Pic a fic/series/thing and some numbers:

1: What inspired you to write the fic this way?
2: What scene did you first put down?
3: What's your favorite line of narration?
4: What's your favorite line of dialogue?
5: What part was hardest to write?
6: What makes this fic special or different from all your other fics?
7: Where did the title come from?
8: Did any real people or events inspire any part of it?
9: Were there any alternate versions of this fic?
10: Why did you choose this pairing for this particular story?
11: What do you like best about this fic?
12: What do you like least about this fic?
13: What music did you listen to, if any, to get in the mood for writing this story? Or if you didn't listen to anything, what do you think readers should listen to to accompany us while reading?
14: Is there anything you wanted readers to learn from reading this fic?
15: What did you learn from writing this fic?

Date: 2017-03-25 01:26 am (UTC)
From: [identity profile] kawuli.livejournal.com
mildred_of_midgard asked on Dreamwidth:
My favorite: Can you hear me right now?
5, 7, 8, 11

5: What part was hardest to write?
Ha well it started as a random short thing off a tumblr gif, so it came pretty easily. The hardest thing about writing Johanna fic in general is that it's a very tricky brainspace to get into and more importantly OUT OF when I'm done. It pulls all my own impulsive tendencies up closer to the surface than I generally like them to be, so I have to spend some time walking that back afterwards.

7: Where did the title come from?
An Against Me! song, "Because of the shame"
It starts "We used to get high together, instead of getting high alone."
and the title is from the chorus:
"Because of the shame I associate with vulnerability
I am numbing myself completely.
Can you hear me right now?"
(https://www.youtube.com/watch?v=Vke4CXEu9NA)

A lot of the Johanna fic titles are Against Me! lyrics ("Still 22 days left till the end of the world," the one right after this, is from "Walking is still honest").

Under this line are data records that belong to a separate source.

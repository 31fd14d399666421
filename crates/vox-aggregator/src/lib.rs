//! Audio response aggregation (spec §4.5): accumulates streamed audio
//! frames between a start and end marker into a single frame, tolerating
//! an interim-results phase that delays the flush until the final audio
//! actually lands.

use async_trait::async_trait;
use vox_frames::{ControlFrame, DataFrame, Frame, FrameEnvelope};
use vox_pipeline::{Direction, Processor, ProcessorContext};

/// Aggregates [`DataFrame`] payloads that carry audio between a `start` and
/// `end` control marker, replacing per-chunk frames with one frame carrying
/// the concatenated bytes (spec §4.5). The emitted frame keeps the variant
/// and sample format of whichever accumulator frame was last seen.
///
/// `is_accumulator` selects which data-frame kinds are accumulated (a
/// closed match, not runtime type inspection — see REDESIGN FLAGS).
/// `is_interim` optionally marks kinds that signal "more audio is still
/// coming" even after `end` arrives, deferring the flush until interim
/// results stop (used for streaming TTS with partial results).
pub struct AudioResponseAggregator {
    start: ControlFrame,
    end: ControlFrame,
    is_accumulator: Box<dyn Fn(&DataFrame) -> bool + Send>,
    is_interim: Option<Box<dyn Fn(&DataFrame) -> bool + Send>>,

    aggregation: Vec<u8>,
    aggregating: bool,
    seen_start_frame: bool,
    seen_end_frame: bool,
    seen_interim_results: bool,
    cur_frame: Option<DataFrame>,
}

impl AudioResponseAggregator {
    pub fn new(
        start: ControlFrame,
        end: ControlFrame,
        is_accumulator: impl Fn(&DataFrame) -> bool + Send + 'static,
    ) -> Self {
        Self {
            start,
            end,
            is_accumulator: Box::new(is_accumulator),
            is_interim: None,
            aggregation: Vec::new(),
            aggregating: false,
            seen_start_frame: false,
            seen_end_frame: false,
            seen_interim_results: false,
            cur_frame: None,
        }
    }

    pub fn with_interim(
        start: ControlFrame,
        end: ControlFrame,
        is_accumulator: impl Fn(&DataFrame) -> bool + Send + 'static,
        is_interim: impl Fn(&DataFrame) -> bool + Send + 'static,
    ) -> Self {
        let mut a = Self::new(start, end, is_accumulator);
        a.is_interim = Some(Box::new(is_interim));
        a
    }

    fn reset(&mut self) {
        self.aggregation.clear();
        self.aggregating = false;
        self.seen_start_frame = false;
        self.seen_end_frame = false;
        self.seen_interim_results = false;
        self.cur_frame = None;
    }

    async fn push_aggregation(&mut self, direction: Direction, ctx: &ProcessorContext) {
        if self.aggregation.is_empty() {
            return;
        }
        let Some(cur) = self.cur_frame.clone() else {
            tracing::warn!("aggregation has bytes but no current frame to attach them to");
            self.reset();
            return;
        };
        match cur.with_audio_bytes(std::mem::take(&mut self.aggregation)) {
            Some(replaced) => {
                ctx.queue_frame(FrameEnvelope::new(Frame::Data(replaced)), direction).await;
            }
            None => {
                tracing::warn!(kind = cur.kind_name(), "frame kind does not carry replaceable audio");
            }
        }
        self.reset();
    }
}

#[async_trait]
impl Processor for AudioResponseAggregator {
    fn name(&self) -> &str {
        "audio-response-aggregator"
    }

    async fn process_frame(&mut self, frame: FrameEnvelope, direction: Direction, ctx: &ProcessorContext) {
        let mut send_aggregation = false;

        match &frame.payload {
            Frame::Control(c) if *c == self.start => {
                self.aggregating = true;
                self.seen_start_frame = true;
                self.seen_end_frame = false;
                self.seen_interim_results = false;
                ctx.queue_frame(frame, direction).await;
                return;
            }
            Frame::Control(c) if *c == self.end => {
                self.seen_end_frame = true;
                self.seen_start_frame = false;
                // Interim results may still be in flight even though `end`
                // arrived; keep aggregating until they stop.
                self.aggregating = self.seen_interim_results || self.aggregation.is_empty();
                send_aggregation = !self.aggregating;
                ctx.queue_frame(frame, direction).await;
            }
            Frame::Data(data) if (self.is_accumulator)(data) => {
                if self.aggregating {
                    match data.audio_bytes() {
                        Some(bytes) => {
                            self.cur_frame = Some(data.clone());
                            self.aggregation.extend_from_slice(bytes);
                            send_aggregation = self.seen_end_frame;
                        }
                        None => tracing::warn!(kind = data.kind_name(), "accumulator frame carries no audio"),
                    }
                }
                self.seen_interim_results = false;
            }
            Frame::Data(data) if self.is_interim.as_ref().is_some_and(|f| f(data)) => {
                self.seen_interim_results = true;
            }
            _ => {
                ctx.queue_frame(frame, direction).await;
                return;
            }
        }

        if send_aggregation {
            self.push_aggregation(direction, ctx).await;
        }
    }
}

#[cfg(test)]
mod tests {
    use super::*;
    use vox_frames::AudioRaw;
    use vox_pipeline::context::channel;

    fn audio_frame(bytes: Vec<u8>) -> FrameEnvelope {
        FrameEnvelope::new(Frame::Data(DataFrame::AudioRaw(AudioRaw::new(bytes, 16_000, 1, 2))))
    }

    fn control(c: ControlFrame) -> FrameEnvelope {
        FrameEnvelope::new(Frame::Control(c))
    }

    fn is_audio_raw(d: &DataFrame) -> bool {
        matches!(d, DataFrame::AudioRaw(_))
    }

    async fn drain_all(rx: &mut tokio::sync::mpsc::Receiver<(FrameEnvelope, Direction)>) -> Vec<FrameEnvelope> {
        let mut out = Vec::new();
        while let Ok(item) = rx.try_recv() {
            out.push(item.0);
        }
        out
    }

    #[tokio::test]
    async fn aggregates_between_start_and_end() {
        let (downstream_inlet, mut downstream_rx) = channel(8);
        let ctx = ProcessorContext::new(Some(downstream_inlet), None, None);
        let mut agg = AudioResponseAggregator::new(ControlFrame::TtsStarted, ControlFrame::TtsStopped, is_audio_raw);

        agg.process_frame(control(ControlFrame::TtsStarted), Direction::Downstream, &ctx).await;
        agg.process_frame(audio_frame(vec![1, 2]), Direction::Downstream, &ctx).await;
        agg.process_frame(audio_frame(vec![3, 4]), Direction::Downstream, &ctx).await;
        agg.process_frame(control(ControlFrame::TtsStopped), Direction::Downstream, &ctx).await;

        let out = drain_all(&mut downstream_rx).await;
        // TtsStarted, aggregated audio, TtsStopped.
        assert_eq!(out.len(), 3);
        match &out[1].payload {
            Frame::Data(DataFrame::AudioRaw(a)) => assert_eq!(a.bytes, vec![1, 2, 3, 4]),
            _ => panic!("expected aggregated audio frame"),
        }
    }

    #[tokio::test]
    async fn waits_for_interim_results_to_settle_before_flushing() {
        let (downstream_inlet, mut downstream_rx) = channel(8);
        let ctx = ProcessorContext::new(Some(downstream_inlet), None, None);
        let mut agg = AudioResponseAggregator::with_interim(
            ControlFrame::TtsStarted,
            ControlFrame::TtsStopped,
            is_audio_raw,
            |d| matches!(d, DataFrame::ThinkText(_)),
        );

        agg.process_frame(control(ControlFrame::TtsStarted), Direction::Downstream, &ctx).await;
        agg.process_frame(
            FrameEnvelope::new(Frame::Data(DataFrame::ThinkText(vox_frames::ThinkText {
                text: "...".into(),
            }))),
            Direction::Downstream,
            &ctx,
        )
        .await;
        agg.process_frame(control(ControlFrame::TtsStopped), Direction::Downstream, &ctx).await;
        // end arrived but interim results were seen, so no flush yet and
        // the aggregator keeps accepting audio.
        let out = drain_all(&mut downstream_rx).await;
        assert_eq!(out.len(), 2); // TtsStarted, TtsStopped only so far

        agg.process_frame(audio_frame(vec![9, 9]), Direction::Downstream, &ctx).await;
        let out = drain_all(&mut downstream_rx).await;
        assert_eq!(out.len(), 1);
        match &out[0].payload {
            Frame::Data(DataFrame::AudioRaw(a)) => assert_eq!(a.bytes, vec![9, 9]),
            _ => panic!("expected flushed aggregation"),
        }
    }

    #[tokio::test]
    async fn repeated_end_without_new_audio_does_not_resend() {
        let (downstream_inlet, mut downstream_rx) = channel(8);
        let ctx = ProcessorContext::new(Some(downstream_inlet), None, None);
        let mut agg = AudioResponseAggregator::new(ControlFrame::TtsStarted, ControlFrame::TtsStopped, is_audio_raw);

        agg.process_frame(control(ControlFrame::TtsStarted), Direction::Downstream, &ctx).await;
        agg.process_frame(audio_frame(vec![1, 2]), Direction::Downstream, &ctx).await;
        agg.process_frame(control(ControlFrame::TtsStopped), Direction::Downstream, &ctx).await;
        let _ = drain_all(&mut downstream_rx).await;

        // A second, stray end with nothing aggregated must not emit a
        // phantom frame (idempotence).
        agg.process_frame(control(ControlFrame::TtsStopped), Direction::Downstream, &ctx).await;
        let out = drain_all(&mut downstream_rx).await;
        assert_eq!(out.len(), 1); // just the forwarded TtsStopped control frame
        assert!(matches!(out[0].payload, Frame::Control(ControlFrame::TtsStopped)));
    }
}
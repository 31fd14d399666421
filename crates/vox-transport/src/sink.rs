use async_trait::async_trait;
use vox_foundation::error::VoxError;

/// Wire-level message kind (spec §6: `kind ∈ {text=1, binary=2}`).
#[derive(Debug, Clone, Copy, PartialEq, Eq)]
pub enum MessageKind {
    Text,
    Binary,
}

/// The raw duplex endpoint a `Transport` writes framed payloads to. An
/// adapter (e.g. a WebSocket connection) implements this directly; `Transport`
/// owns the serialization, buffering, and single-writer mutex on top of it.
#[async_trait]
pub trait MessageSink: Send + Sync {
    async fn send(&self, kind: MessageKind, payload: Vec<u8>) -> Result<(), VoxError>;
}

/// The read half of the duplex endpoint. `recv` returns `None` once the
/// connection is closed.
#[async_trait]
pub trait MessageSource: Send {
    async fn recv(&mut self) -> Result<Option<(MessageKind, Vec<u8>)>, VoxError>;
}
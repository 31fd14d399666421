//! Processor runtime and pipeline composer (spec §4): a linear chain of
//! [`Processor`] stages, each either inline-synchronous or worker-backed,
//! wired downstream/upstream with bounded queues.

pub mod context;
pub mod direction;
pub mod pipeline;
pub mod processor;

pub use context::{Inlet, ProcessorContext, DEFAULT_QUEUE_CAPACITY};
pub use direction::Direction;
pub use pipeline::{Pipeline, StageKind};
pub use processor::Processor;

8: Did any real people or events inspire any part of it?
Not really. I did some babysitting of people who took drugs they weren't familiar with and ended up more fucked up than they really meant to get when I was in college, so I have done the sighing and SERIOUSLY dude? and okay fine let's go someplace quiet, no you may not pet me, yes everything is fine, etc. So that... informs things, I guess.

11: What do you like best about this fic?
I like Johanna's "dammit don't make me have feelings" attitude, in general but it's prominent here. And just the "yep just another day in their fucked up life" of it all. I stuck the Quell card fic in after it because why not, but there's nothing about this part that's anything remarkable, unfortunately.

Date: 2017-03-25 01:27 am (UTC)
From: [identity profile] kawuli.livejournal.com
@hrovitnir​ on tumblr asked for #15 for this fic meme for whichever fic I wanted to talk about
So I’m going with the D9-centric Hunger Games rebellion series (These are truly the last days: Panem’s rebellion from below) because it’s my favorite.

15: What did you learn from writing this fic?
So this fic actually started because I was thinking about how the Capitol would organize grain production. A lot of people look at D12 in the books and the movies and assume the districts are all technologically backward (maybe with exceptions for places like D3). So, when I’ve seen mentions of D9 in fic before (and that’s like…twice?) it’s usually low-tech small-scale farming. Horses and scythes and whatnot.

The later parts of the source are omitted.